Why you should stop using your phone in the morning

Do you check your phone as soon as you wake up? Well it might not be the best way to start your day. Here’s why you should avoid using your phone in the morning

Why you should stop using your phone in the morning
Reaching for our phones first thing in the morning is a common reflex, with over 80% of us check it in the first 15 minutes after waking up. But just because everyone does it, doesn’t mean it’s good for us.
Before you unlock that email inbox or scroll through social media, you might want to consider the effects it has on your brain. Here's why ditching your phone for a more mindful morning routine can be a game-changer for your well-being and productivity.

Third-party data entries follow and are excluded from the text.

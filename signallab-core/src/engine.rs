//! Signal engine: window in, signal out.
//!
//! Pipeline per evaluation:
//! 1. Validate the window (symbol, finite prices, ordering)
//! 2. Compute the `IndicatorSet` (regime included)
//! 3. Compose direction, confidence and rationale
//! 4. Size stop-loss / take-profit from ATR and timeframe
//!
//! The engine is immutable after construction and holds no per-symbol
//! state; caching is opt-in through a caller-owned `IndicatorCache`.

use tracing::{debug, warn};

use crate::cache::IndicatorCache;
use crate::composer::SignalComposer;
use crate::config::{ConfigError, EngineConfig};
use crate::domain::{Direction, PriceBar, PriceWindow, Signal, Timeframe};
use crate::error::SignalError;
use crate::indicators::IndicatorSet;
use crate::sizer::PositionSizer;

#[derive(Debug, Clone)]
pub struct SignalEngine {
    config: EngineConfig,
    composer: SignalComposer,
    sizer: PositionSizer,
}

impl Default for SignalEngine {
    fn default() -> Self {
        Self::build(EngineConfig::default())
    }
}

impl SignalEngine {
    /// Validate the configuration and build an engine from it.
    pub fn new(config: EngineConfig) -> Result<Self, ConfigError> {
        config.validate()?;
        Ok(Self::build(config))
    }

    fn build(config: EngineConfig) -> Self {
        Self {
            composer: SignalComposer::new(config.scoring.clone()),
            sizer: PositionSizer::new(config.sizing.clone()),
            config,
        }
    }

    pub fn config(&self) -> &EngineConfig {
        &self.config
    }

    /// Shortest window the engine accepts.
    pub fn min_window(&self) -> usize {
        self.config.indicators.min_window()
    }

    /// Evaluate one (symbol, timeframe) window.
    pub fn compute_signal(
        &self,
        symbol: &str,
        timeframe: Timeframe,
        bars: Vec<PriceBar>,
    ) -> Result<Signal, SignalError> {
        let window = PriceWindow::new(symbol, timeframe, bars)?;
        self.evaluate(&window)
    }

    /// Like `compute_signal`, reusing indicators from `cache` when the
    /// window is unchanged since the last call for this pair.
    pub fn compute_signal_cached(
        &self,
        cache: &mut IndicatorCache,
        symbol: &str,
        timeframe: Timeframe,
        bars: Vec<PriceBar>,
    ) -> Result<Signal, SignalError> {
        let window = PriceWindow::new(symbol, timeframe, bars)?;
        let indicators =
            cache.get_or_compute(&window, &self.config.indicators, &self.config.regime)?;
        self.signal_from_indicators(&window, indicators)
    }

    /// Evaluate an already validated window.
    pub fn evaluate(&self, window: &PriceWindow) -> Result<Signal, SignalError> {
        let indicators =
            IndicatorSet::compute(window, &self.config.indicators, &self.config.regime)?;
        self.signal_from_indicators(window, indicators)
    }

    /// Compose and size a signal from precomputed indicators.
    pub fn signal_from_indicators(
        &self,
        window: &PriceWindow,
        indicators: IndicatorSet,
    ) -> Result<Signal, SignalError> {
        let last = window
            .last()
            .ok_or_else(|| SignalError::insufficient("signal", 1, 0))?;
        let entry_price = last.close;

        let mut composition = self.composer.compose(&indicators, entry_price);
        let mut levels = self.sizer.levels(
            composition.direction,
            entry_price,
            indicators.atr,
            window.timeframe(),
        );

        if let Some(l) = levels.filter(|l| l.touches_entry(entry_price)) {
            let reason = if l.is_zero_distance() {
                "ATR is zero: no stop distance, downgraded to NEUTRAL"
            } else {
                "ATR too small for the entry price: stop rounds onto entry, downgraded to NEUTRAL"
            };
            warn!(
                symbol = window.symbol(),
                timeframe = %window.timeframe(),
                direction = %composition.direction,
                atr = indicators.atr,
                "{reason}"
            );
            composition.direction = Direction::Neutral;
            composition.confidence = self.config.scoring.confidence_floor;
            composition.rationale.push(reason.to_string());
            levels = None;
        }

        debug!(
            symbol = window.symbol(),
            timeframe = %window.timeframe(),
            bars = window.len(),
            regime = %indicators.market_regime,
            bullish = composition.score.bullish,
            bearish = composition.score.bearish,
            direction = %composition.direction,
            confidence = composition.confidence,
            "signal composed"
        );

        Ok(Signal {
            symbol: window.symbol().to_string(),
            timeframe: window.timeframe(),
            direction: composition.direction,
            confidence: composition.confidence,
            entry_price,
            stop_loss: levels.map(|l| l.stop_loss),
            take_profit: levels.map(|l| l.take_profit),
            indicators,
            timestamp: last.timestamp,
            rationale: composition.rationale,
            score: composition.score,
            config_version: self.config.version,
        })
    }
}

What happens to your brain when you check your phone in the morning

As you transition from sleep to wake, your brain transitions through different brainwave states: from delta waves (deep sleep) to theta waves (lighter sleep) and finally to alpha waves, which are associated with quiet wakefulness.
When you first wake, your brain is in a state dominated by theta waves, which are associated with relaxation and daydreaming and gently stimulating creativity. Reaching for your phone right away disrupts this natural progression.
Overloading with stimulating content first thing can thrust your brain into beta waves, the state associated with focused attention. While beta waves are great for tackling tasks later in the day, experiencing them too early can leave you feeling scattered and stressed, and prime your brain for distraction throughout the day.
Early morning screen use can also impact mental sharpness and emotional resilience throughout the day. The immediate influx of information can overload your cognitive capacity, reducing your ability to concentrate and make thoughtful decisions.

Impacts of checking your phone as soon as you wake up

Checking your phone first thing in the morning can
  • Disrupted Sleep-Wake Cycle Using your phone immediately can abruptly shift your brain into a state of heightened alertness, disrupting this natural progression.
  • Increased stress and anxiety Notifications, emails, and social media updates can create an instant sense of urgency. Research shows that beginning your day in a reactive mode, as opposed to a proactive one, can increase stress and anxiety levels.
  • Increased distraction throughout the day Engaging with your phone right after waking up can scatter your focus, making it harder to concentrate later in the day. By using your phone in the morning, you’re more likely to continue to be distracted for the rest of the day.
  • Elevate dopamine baseline Using your phone in the morning can elevate your dopamine baseline— the level of dopamine your brain expects to receive in order to feel pleasure or satisfaction. Which means you’re more likely to keep chasing the dopamine spikes from social media throughout the day.

How long should you avoid screens in the morning?

To make the most of your morning, aim to avoid screens for at least the first hour after waking up. This period is crucial for your brain to fully transition through its natural wake-up phases without disruption. If an hour seems too much at first, start with smaller increments and gradually build up to it.

How to avoid morning screen time

So, how can you break free from the morning scroll for increased focus throughout the day?
  1. Sunshine before screens Instead of reaching for your phone, open the curtains and let some natural light in. Sunlight helps regulate your circadian rhythm and promotes feelings of alertness.
  1. Use a traditional alarm clock Invest in an old-fashioned alarm clock and charge your phone away from your bedside table. Out of sight, out of mind! Instead of using your phone as an alarm, switch back to a traditional alarm clock. This prevents the temptation to start scrolling through notifications the moment you wake up.
  1. Gradual adjustment: Start by delaying your phone use after you wake up. If you’re used to checking your phone first thing, try waiting 30 minutes, then an hour, and gradually increase. Aim for a screen-free first hour each morning.
  1. Leave your phone away from your bedside Leave your phone in another room before you go to bed. If it’s not within easy reach, you’re less likely to grab it first thing in the morning.
  1. Build a strong morning routine: Develop a morning routine that doesn’t involve electronics. Consider activities like reading, meditating, exercising, or preparing a nice breakfast. This not only diverts your attention but also enhances your mood and productivity.